The Dangers of a Horse Race

A horse race is a sporting event in which horses compete over a set course of one to three miles. The first two or three finishers receive a prize of varying amounts, depending on the type of race and its classification. Most races are Thoroughbred races, in which large mature horses with stamina are preferred over speed, but smaller and less-mature horses can also race and win. Many horse races are handicap races, in which the fixed weights that horses must carry in a race are adjusted for age, distance, sex and other factors.

In North America, horse racing is a multi-billion dollar industry, and the sport is a major tourist attraction at major tracks. However, it is also a very dangerous sport. The combination of high speeds and hard surfaces can lead to catastrophic injuries for even the best trained horses. In fact, one study found that in the United States alone, at least three thoroughbreds die every day from injury sustained during a race.
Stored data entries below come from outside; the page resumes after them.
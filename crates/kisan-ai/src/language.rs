//! Supported reply languages and their system prompts.

use std::fmt;
use std::str::FromStr;

use serde::Serialize;

/// A language the assistant can answer in.
#[derive(Debug, Clone, Copy, PartialEq, Eq, Hash, Default)]
pub enum Language {
    #[default]
    English,
    Hindi,
    Telugu,
    Tamil,
    Kannada,
}

/// Public description of a language, as listed to clients.
#[derive(Debug, Clone, Serialize, PartialEq, Eq)]
pub struct LanguageInfo {
    pub code: &'static str,
    pub label: &'static str,
    pub flag: &'static str,
    pub speech_tag: &'static str,
}

#[derive(Debug, Clone, PartialEq, Eq)]
pub struct UnknownLanguage(pub String);

impl fmt::Display for UnknownLanguage {
    fn fmt(&self, f: &mut fmt::Formatter<'_>) -> fmt::Result {
        write!(
            f,
            "unknown language code '{}' (expected one of: en, hi, te, ta, kn)",
            self.0
        )
    }
}

impl std::error::Error for UnknownLanguage {}

const ENGLISH_PROMPT: &str = "You are Kisan Mitra, a helpful AI farming assistant for Indian farmers. Answer questions about crop diseases, fertilizers, market prices, weather advice, and government schemes. Keep answers practical, concise, and farmer-friendly. Reply in English.";

const HINDI_PROMPT: &str = "आप किसान मित्र हैं, भारतीय किसानों के लिए एक सहायक AI कृषि सहायक। फसल रोगों, उर्वरकों, बाज़ार मूल्यों, मौसम सलाह और सरकारी योजनाओं के बारे में प्रश्नों का उत्तर दें। उत्तर व्यावहारिक, संक्षिप्त और किसान-अनुकूल रखें। हिंदी में उत्तर दें।";

const TELUGU_PROMPT: &str = "మీరు కిసాన్ మిత్ర, భారతీయ రైతులకు సహాయకారి AI వ్యవసాయ సహాయకుడు. పంట వ్యాధులు, ఎరువులు, మార్కెట్ ధరలు, వాతావరణ సలహా మరియు ప్రభుత్వ పథకాల గురించి ప్రశ్నలకు సమాధానం ఇవ్వండి. తెలుగులో సమాధానం ఇవ్వండి.";

const TAMIL_PROMPT: &str = "நீங்கள் கிசான் மித்ரா, இந்திய விவசாயிகளுக்கான AI வேளாண் உதவியாளர். பயிர் நோய்கள், உரங்கள், சந்தை விலைகள், வானிலை ஆலோசனை மற்றும் அரசு திட்டங்கள் பற்றிய கேள்விகளுக்கு பதிலளிக்கவும். தமிழில் பதிலளிக்கவும்.";

const KANNADA_PROMPT: &str = "ನೀವು ಕಿಸಾನ್ ಮಿತ್ರ, ಭಾರತೀಯ ರೈತರಿಗೆ AI ಕೃಷಿ ಸಹಾಯಕ. ಬೆಳೆ ರೋಗಗಳು, ರಸಗೊಬ್ಬರಗಳು, ಮಾರುಕಟ್ಟೆ ಬೆಲೆಗಳು, ಹವಾಮಾನ ಸಲಹೆ ಮತ್ತು ಸರ್ಕಾರಿ ಯೋಜನೆಗಳ ಬಗ್ಗೆ ಪ್ರಶ್ನೆಗಳಿಗೆ ಉತ್ತರಿಸಿ. ಕನ್ನಡದಲ್ಲಿ ಉತ್ತರಿಸಿ.";

impl Language {
    /// All languages in display order.
    pub const ALL: [Language; 5] = [
        Language::English,
        Language::Hindi,
        Language::Telugu,
        Language::Tamil,
        Language::Kannada,
    ];

    /// Exact, case-sensitive lookup of a wire code.
    pub fn from_code(code: &str) -> Option<Self> {
        Language::ALL.into_iter().find(|lang| lang.code() == code)
    }

    /// Resolve an optional wire code, falling back to English for anything
    /// missing or not an exact code. `"HI"` and `" hi "` are not codes.
    pub fn resolve(code: Option<&str>) -> Self {
        code.and_then(Language::from_code).unwrap_or_default()
    }

    pub fn code(self) -> &'static str {
        match self {
            Language::English => "en",
            Language::Hindi => "hi",
            Language::Telugu => "te",
            Language::Tamil => "ta",
            Language::Kannada => "kn",
        }
    }

    pub fn label(self) -> &'static str {
        match self {
            Language::English => "English",
            Language::Hindi => "हिंदी",
            Language::Telugu => "తెలుగు",
            Language::Tamil => "தமிழ்",
            Language::Kannada => "ಕನ್ನಡ",
        }
    }

    pub fn flag(self) -> &'static str {
        match self {
            Language::English => "🇬🇧",
            _ => "🇮🇳",
        }
    }

    /// BCP-47 tag used for speech recognition and synthesis.
    pub fn speech_tag(self) -> &'static str {
        match self {
            Language::English => "en-IN",
            Language::Hindi => "hi-IN",
            Language::Telugu => "te-IN",
            Language::Tamil => "ta-IN",
            Language::Kannada => "kn-IN",
        }
    }

    pub fn system_prompt(self) -> &'static str {
        match self {
            Language::English => ENGLISH_PROMPT,
            Language::Hindi => HINDI_PROMPT,
            Language::Telugu => TELUGU_PROMPT,
            Language::Tamil => TAMIL_PROMPT,
            Language::Kannada => KANNADA_PROMPT,
        }
    }

    /// Starter questions offered on an empty conversation.
    pub fn quick_questions(self) -> &'static [&'static str] {
        match self {
            Language::English => &[
                "How to identify crop disease?",
                "Best fertilizer for wheat?",
                "Today's market price for rice?",
                "PM Kisan scheme details?",
                "Weather tips for sowing?",
            ],
            Language::Hindi => &[
                "फसल की बीमारी कैसे पहचानें?",
                "गेहूं के लिए सबसे अच्छा उर्वरक?",
                "आज चावल का बाज़ार भाव?",
                "PM किसान योजना की जानकारी?",
                "बुवाई के लिए मौसम की सलाह?",
            ],
            Language::Telugu => &[
                "పంట వ్యాధిని ఎలా గుర్తించాలి?",
                "గోధుమకు ఉత్తమ ఎరువు?",
                "బియ్యం ధర ఈరోజు?",
                "PM కిసాన్ పథకం వివరాలు?",
                "విత్తనానికి వాతావరణ సలహా?",
            ],
            Language::Tamil => &[
                "பயிர் நோயை எவ்வாறு கண்டறிவது?",
                "கோதுமைக்கு சிறந்த உரம்?",
                "அரிசி இன்றைய சந்தை விலை?",
                "PM கிசான் திட்ட விவரங்கள்?",
                "விதைப்புக்கான வானிலை ஆலோசனை?",
            ],
            Language::Kannada => &[
                "ಬೆಳೆ ರೋಗವನ್ನು ಹೇಗೆ ಗುರುತಿಸುವುದು?",
                "ಗೋಧಿಗೆ ಉತ್ತಮ ರಸಗೊಬ್ಬರ?",
                "ಅಕ್ಕಿ ಇಂದಿನ ಮಾರುಕಟ್ಟೆ ಬೆಲೆ?",
                "PM ಕಿಸಾನ್ ಯೋಜನೆ ವಿವರ?",
                "ಬಿತ್ತನೆಗೆ ಹವಾಮಾನ ಸಲಹೆ?",
            ],
        }
    }

    pub fn info(self) -> LanguageInfo {
        LanguageInfo {
            code: self.code(),
            label: self.label(),
            flag: self.flag(),
            speech_tag: self.speech_tag(),
        }
    }
}

impl FromStr for Language {
    type Err = UnknownLanguage;

    fn from_str(s: &str) -> Result<Self, Self::Err> {
        Language::ALL
            .into_iter()
            .find(|lang| lang.code().eq_ignore_ascii_case(s.trim()))
            .ok_or_else(|| UnknownLanguage(s.to_string()))
    }
}

impl fmt::Display for Language {
    fn fmt(&self, f: &mut fmt::Formatter<'_>) -> fmt::Result {
        f.write_str(self.code())
    }
}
The vast majority of horses that race are injured at some point in their careers. Some suffer minor setbacks and never return to form, while others are injured so severely that they are unable to recover from their injuries and must be euthanized. Injuries are common in horse racing, and the traumatic nature of the sport can result in a range of symptoms including lameness, fractures, tetanus, neurological damage and paralysis.
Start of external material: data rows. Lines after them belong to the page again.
mod cli;
mod commands;
mod config;
mod error;

use anyhow::Result;
use clap::Parser;
use cli::{ChatArgs, Cli, Commands};
use config::CliConfig;
use kisan_ai::NoSpeech;
use tracing_subscriber::EnvFilter;

#[tokio::main]
async fn main() {
    let cli = Cli::parse();
    init_tracing(cli.verbose);

    if let Err(err) = run(cli).await {
        error::handle_error(err);
    }
}

fn init_tracing(verbose: bool) {
    let default = if verbose {
        "kisan=debug,kisan_ai=debug"
    } else {
        "warn"
    };
    let filter = EnvFilter::try_from_default_env().unwrap_or_else(|_| EnvFilter::new(default));

    tracing_subscriber::fmt()
        .with_env_filter(filter)
        .with_writer(std::io::stderr)
        .with_target(false)
        .with_level(true)
        .init();
}

async fn run(cli: Cli) -> Result<()> {
    let config = CliConfig::load();
    let server = config.server_url(cli.server.as_deref());
    let token = config.token(cli.token);

    match cli.command.unwrap_or(Commands::Chat(ChatArgs::default())) {
        Commands::Chat(args) => {
            let session = commands::open_session(&server, token, config.language(args.language))?;
            commands::chat::run(session, &NoSpeech).await
        }
        Commands::Ask(args) => {
            let session = commands::open_session(&server, token, config.language(args.language))?;
            commands::ask::run(session, &args.question).await
        }
        Commands::Languages => commands::languages::run(),
    }
}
Despite these dangers, most horse owners and trainers take great care to ensure their horses’ safety. Before a race, the horses undergo multiple, comprehensive vet exams and inspections. The most serious injuries are typically caused by falls or collisions, and in some cases the severity of an injury can render a horse unfit to continue racing. Injuries to the head, back or neck are particularly devastating for a racehorse and often have lasting effects.

After an initial inspection, the horses are led into the paddock, a section of the track where jockeys (riders) mount, and parade them past an official for verification of their identity. After the stewards approve the horses to race, the horses are ushered to the starting gate, which is electrically operated at most tracks. The start of a race is monitored by a team of stewards and patrol judges, aided by a video camera. After the race, the stewards announce the results and any penalties.

There are essentially three kinds of people in horse racing: The cheaters, who dangerously drug their horses or countenance such behavior from their agents; the dupes, who labor under the fantasy that the sport is broadly fair and honest; and the masses in the middle, honorable souls who know it is crooked but don’t give their all to fix it. It is this last group, the silent majority, that we must enlist to push for serious reform.